Assignment: A line below contains "assert_eq!(broker.next_sent().await, common::DISCONNECT);", and a later one contains "assert_eq!(cmd.kind, CommandType::ThresholdHigh);". Repeat both, with every line between them, exactly.

[Dataset items]

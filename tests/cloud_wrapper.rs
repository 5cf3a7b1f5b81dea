mod common;

use common::{EventLog, Inbound, MockBroker, publish_frame, publish_topic};
use embassy_futures::join::join;
use futures::executor::block_on;
use tracker_cloud::backend::MqttBackend;
use tracker_cloud::cloud::{ClientId, CloudConfig, CloudWrapEvent, CloudWrapper, StateGetPolicy};
use tracker_cloud::codec::{CloudCodec, CloudCommand, CommandType, Recipient};
use tracker_cloud::config::BackendConfig;
use tracker_cloud::error::WrapError;

#[derive(Debug, Clone, PartialEq)]
enum App {
    Connecting,
    Connected,
    Disconnected,
    Command(CloudCommand),
}

const CONFIG: CloudConfig<'static> = CloudConfig::new(BackendConfig::new("broker.test"));

#[test]
fn full_session_through_the_wrapper() {
    let backend = MqttBackend::new();
    let broker = MockBroker::new();
    let log = EventLog::<App>::new();

    // The application decodes every inbound payload as a command document.
    let on_event = |event: CloudWrapEvent<'_>| match event {
        CloudWrapEvent::Connecting => log.record(App::Connecting),
        CloudWrapEvent::Connected => log.record(App::Connected),
        CloudWrapEvent::Disconnected => log.record(App::Disconnected),
        CloudWrapEvent::DataReceived(payload) => {
            let mut codec = CloudCodec::init(|cmd: &CloudCommand| log.record(App::Command(*cmd)));
            codec.decode_command(payload).unwrap();
        }
    };

    let client_id = ClientId::custom("352656100123456").unwrap();
    let (cloud, mut poll) =
        CloudWrapper::init(&backend, client_id, CONFIG, broker.connector(), on_event).unwrap();
    assert_eq!(poll.client_id(), "nrf-352656100123456");
    assert_eq!(cloud.topics().cfg.as_str(), "352656100123456/cfg");

    cloud.connect().unwrap();
    assert_eq!(
        cloud.connect(),
        Err(WrapError::Backend(tracker_cloud::BackendError::InProgress))
    );

    block_on(join(poll.poll_once(), async {
        broker.accept().await;

        // The config topic is subscribed before the application hears about it.
        let subscribe = broker.next_sent().await;
        assert_eq!(subscribe[0], 0x82);
        assert!(subscribe.ends_with(b"352656100123456/cfg\x01"));
        log.wait_for(&App::Connected).await;
        broker.send(&[0x90, 0x03, 0x00, 0x01, 0x01]);

        let command = br#"{"set":{"environment":{"temperature":{"threshold_high":30}}}}"#;
        broker.send(&publish_frame("352656100123456/cfg", command, None));

        cloud.data_send(br#"{"appId":"TEMP","data":"21.5","messageType":"DATA"}"#).unwrap();
        assert_eq!(publish_topic(&broker.next_sent().await), "352656100123456/messages");
        cloud.batch_send(b"[]").unwrap();
        assert_eq!(publish_topic(&broker.next_sent().await), "352656100123456/batch");
        cloud.ui_send(b"{}").unwrap();
        assert_eq!(publish_topic(&broker.next_sent().await), "352656100123456/messages");
        cloud.state_send(b"{}").unwrap();
        let state = broker.next_sent().await;
        assert_eq!(state[0], 0x30, "sends are at most once");
        assert_eq!(publish_topic(&state), "352656100123456/messages");

        assert_eq!(cloud.state_get(), Ok(()));
        cloud.disconnect().unwrap();
        assert_eq!(broker.next_sent().await, common::DISCONNECT);
    }));

    let events = log.events();
    assert_eq!(events.len(), 4, "{events:?}");
    assert_eq!(events[0], App::Connecting);
    assert_eq!(events[1], App::Connected);
    let App::Command(cmd) = &events[2] else {
        panic!("expected a command, got {:?}", events[2]);
    };
    assert_eq!(cmd.recipient, Recipient::Environment);
    assert_eq!(cmd.kind, CommandType::ThresholdHigh);
    assert_eq!(cmd.value, Some(30.0));
    assert_eq!(events[3], App::Disconnected);

    assert!(matches!(
        cloud.data_send(b"{}"),
        Err(WrapError::Backend(tracker_cloud::BackendError::NotConnected))
    ));
}

#[test]
fn faults_surface_only_as_disconnected() {
    let backend = MqttBackend::new();
    let broker = MockBroker::new();
    let log = EventLog::<App>::new();
    let on_event = |event: CloudWrapEvent<'_>| {
        if let CloudWrapEvent::Disconnected = event {
            log.record(App::Disconnected)
        }
    };

    let client_id = ClientId::custom("dev").unwrap();
    let (cloud, mut poll) =
        CloudWrapper::init(&backend, client_id, CONFIG, broker.connector(), on_event).unwrap();

    for _ in 0..2 {
        cloud.connect().unwrap();
        block_on(join(poll.poll_once(), async {
            broker.accept().await;
            broker.next_sent().await;
            broker.push(Inbound::Fault);
        }));
    }

    assert_eq!(log.events(), [App::Disconnected, App::Disconnected]);
}

#[test]
fn init_rejects_oversized_ids_and_honours_state_get_policy() {
    let backend = MqttBackend::new();
    let broker = MockBroker::new();

    // Fits the id limit on its own but not with the "nrf-" prefix.
    let client_id = ClientId::custom(&"d".repeat(38)).unwrap();
    let ignore = |_: CloudWrapEvent<'_>| {};
    let err = CloudWrapper::init(&backend, client_id, CONFIG, broker.connector(), ignore);
    assert!(matches!(err, Err(WrapError::ClientIdTooLong)));

    let config = CONFIG.with_state_get(StateGetPolicy::Unsupported);
    let client_id = ClientId::custom("dev").unwrap();
    let (cloud, _poll) =
        CloudWrapper::init(&backend, client_id, config, broker.connector(), ignore).unwrap();
    assert_eq!(cloud.state_get(), Err(WrapError::NotSupported));
}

Response:
        assert_eq!(broker.next_sent().await, common::DISCONNECT);
    }));

    let events = log.events();
    assert_eq!(events.len(), 4, "{events:?}");
    assert_eq!(events[0], App::Connecting);
    assert_eq!(events[1], App::Connected);
    let App::Command(cmd) = &events[2] else {
        panic!("expected a command, got {:?}", events[2]);
    };
    assert_eq!(cmd.recipient, Recipient::Environment);
    assert_eq!(cmd.kind, CommandType::ThresholdHigh);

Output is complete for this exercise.